# [Your objective]
Check each line of the listing below for the string "None", and give only how many lines hold it.

# [Source material]
-- Opening Marker --
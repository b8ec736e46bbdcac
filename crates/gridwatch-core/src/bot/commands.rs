//! Free-text command dispatch.
//!
//! The query surface of the bot: `ping`, `next [type]`, `calendar [type]`,
//! `standings <driver|constructor>`. Handlers only read shared state -- the
//! event list and the standings cache -- and never touch scheduler state.

use chrono::{DateTime, Utc};

use crate::event::{Event, EventFilter};
use crate::standings::StandingsCache;

/// Chat platforms cap message length; listings are trimmed to fit.
pub const MAX_MESSAGE_LEN: usize = 2000;

const TRIM_MARKER: &str = "[message too long, trimmed to fit]";

/// A parsed command string.
#[derive(Debug, Clone, Copy, PartialEq, Eq)]
pub enum Command {
    Ping,
    Next(EventFilter),
    Calendar(EventFilter),
    Standings(StandingsKind),
}

#[derive(Debug, Clone, Copy, PartialEq, Eq)]
pub enum StandingsKind {
    Driver,
    Constructor,
}

impl Command {
    /// Parse a free-text command. `None` for anything unrecognized.
    pub fn parse(input: &str) -> Option<Command> {
        let mut words = input.split_whitespace();
        let head = words.next()?.to_ascii_lowercase();
        let arg = words.next();
        if words.next().is_some() {
            return None;
        }

        match (head.as_str(), arg) {
            ("ping", None) => Some(Command::Ping),
            ("next", None) => Some(Command::Next(EventFilter::Any)),
            ("next", Some(filter)) => EventFilter::parse(filter).map(Command::Next),
            ("calendar", None) => Some(Command::Calendar(EventFilter::Any)),
            ("calendar", Some(filter)) => EventFilter::parse(filter).map(Command::Calendar),
            ("standings", None) => Some(Command::Standings(StandingsKind::Driver)),
            ("standings", Some(kind)) => match kind.to_ascii_lowercase().as_str() {
                "driver" | "drivers" => Some(Command::Standings(StandingsKind::Driver)),
                "constructor" | "constructors" => {
                    Some(Command::Standings(StandingsKind::Constructor))
                }
                _ => None,
            },
            _ => None,
        }
    }
}

/// Produce the response text for a command.
pub fn respond(
    command: Command,
    events: &[Event],
    standings: &StandingsCache,
    now: DateTime<Utc>,
) -> String {
    match command {
        Command::Ping => "pong".to_string(),
        Command::Next(filter) => next_response(filter, events, now),
        Command::Calendar(filter) => calendar_response(filter, events, now),
        Command::Standings(kind) => standings_response(kind, standings),
    }
}

fn no_events_message(filter: EventFilter) -> String {
    match filter {
        EventFilter::Any => "No events left on calendar".to_string(),
        _ => format!("No {}'s left on the calendar", filter.label()),
    }
}

fn next_response(filter: EventFilter, events: &[Event], now: DateTime<Utc>) -> String {
    let next = events
        .iter()
        .filter(|event| !event.already_happened(now))
        .find(|event| filter.matches(event.event_type));
    match next {
        Some(event) => format!("Next {}\n{event}", event.event_type.label()),
        None => no_events_message(filter),
    }
}

fn calendar_response(filter: EventFilter, events: &[Event], now: DateTime<Utc>) -> String {
    let lines: Vec<String> = events
        .iter()
        .filter(|event| !event.already_happened(now))
        .filter(|event| filter.matches(event.event_type))
        .map(|event| event.to_string())
        .collect();

    if lines.is_empty() {
        return no_events_message(filter);
    }

    let mut kept: Vec<&str> = Vec::new();
    let mut total = 0;
    for line in &lines {
        if total + line.len() + 1 > MAX_MESSAGE_LEN {
            kept.pop();
            kept.push(TRIM_MARKER);
            break;
        }
        kept.push(line);
        total += line.len() + 1;
    }
    format!("```\n{}```", kept.join("\n"))
}

fn standings_response(kind: StandingsKind, standings: &StandingsCache) -> String {
    let text = match kind {
        StandingsKind::Driver => standings.driver_text(),
        StandingsKind::Constructor => standings.constructor_text(),
    };
    match text {
        Some(text) => format!("```\n{text}```"),
        None => "Standings are not available right now".to_string(),
    }
}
-- Closing Marker --
# [Written reply]
10